### [Task to complete]
From the records below, transcribe exactly the lines that begin at the line with "tracing_subscriber::EnvFilter::try_from_default_env()" and end at the line with "let result = api", both included.

**** Data under study ****

use std::path::PathBuf;
use std::sync::Arc;

use anyhow::Context;
use clap::{Parser, Subcommand};
use tracing_subscriber::{layer::SubscriberExt, util::SubscriberInitExt};

use oss_transfer::config;
use oss_transfer::oss::{ListOptions, OssApi, ProgressCallback};
use oss_transfer::utils::format_size;

/// Upload, download and list objects in OSS buckets / OSS对象存储命令行工具
#[derive(Parser, Debug)]
#[command(author, about, version = concat!(env!("CARGO_PKG_VERSION"), " (built ", env!("BUILD_TIME"), ")"))]
struct Cli {
    /// Config file (default: ./config.json) / 配置文件
    #[arg(long, global = true)]
    config: Option<PathBuf>,

    #[command(subcommand)]
    command: Command,
}

#[derive(Subcommand, Debug)]
enum Command {
    /// Upload a local file / 上传文件
    Upload {
        bucket: String,
        object: String,
        file: PathBuf,
    },
    /// Download an object to a local file / 下载对象
    Download {
        bucket: String,
        object: String,
        dest: PathBuf,
    },
    /// List bucket content / 列出存储桶内容
    List {
        bucket: String,
        #[arg(long)]
        limit: Option<u32>,
        #[arg(long)]
        begins_with: Option<String>,
        #[arg(long)]
        start_at: Option<String>,
    },
}

#[tokio::main]
async fn main() -> anyhow::Result<()> {
    tracing_subscriber::registry()
        .with(
            tracing_subscriber::EnvFilter::try_from_default_env()
                .unwrap_or_else(|_| "oss_transfer=info".into()),
        )
        .with(tracing_subscriber::fmt::layer())
        .init();

    let cli = Cli::parse();

    // Load configuration / 加载配置
    let config_path = cli.config.unwrap_or_else(config::default_config_path);
    let app_config = config::load_config(&config_path)
        .with_context(|| format!("Failed to load configuration from {:?}", config_path))?;
    let api = OssApi::new(&app_config).context("Failed to create OSS client")?;

    match cli.command {
        Command::Upload { bucket, object, file } => {
            let progress: ProgressCallback = Arc::new(|done: u64, total: u64| {
                tracing::info!("Uploaded {} of {}", format_size(done), format_size(total));
            });
            let result = api
                .upload_object_with_progress(&bucket, &object, &file, Some(progress))
                .await
                .with_context(|| format!("Failed to upload {:?} to {}/{}", file, bucket, object))?;
            println!("{}", serde_json::to_string_pretty(&result)?);
        }
        Command::Download { bucket, object, dest } => {
            let written = api
                .download_object_to(&bucket, &object, &dest)
                .await
                .with_context(|| format!("Failed to download {}/{}", bucket, object))?;
            tracing::info!("Saved {} to {:?}", format_size(written), dest);
        }
        Command::List { bucket, limit, begins_with, start_at } => {
            let options = ListOptions { limit, begins_with, start_at };
            let content = api
                .list_objects(&bucket, &options)
                .await
                .with_context(|| format!("Failed to list bucket {}", bucket))?;
            for item in &content.items {
                println!("{}\t{}\t{}", item.object_key, item.size, item.object_id);
            }
            if let Some(next) = content.next {
                println!("next: {}", next);
            }
        }
    }

    Ok(())
}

****

### [Response area]
            tracing_subscriber::EnvFilter::try_from_default_env()
                .unwrap_or_else(|_| "oss_transfer=info".into()),
        )
        .with(tracing_subscriber::fmt::layer())
        .init();

    let cli = Cli::parse();

    // Load configuration / 加载配置
    let config_path = cli.config.unwrap_or_else(config::default_config_path);
    let app_config = config::load_config(&config_path)
        .with_context(|| format!("Failed to load configuration from {:?}", config_path))?;
    let api = OssApi::new(&app_config).context("Failed to create OSS client")?;

    match cli.command {
        Command::Upload { bucket, object, file } => {
            let progress: ProgressCallback = Arc::new(|done: u64, total: u64| {
                tracing::info!("Uploaded {} of {}", format_size(done), format_size(total));
            });
            let result = api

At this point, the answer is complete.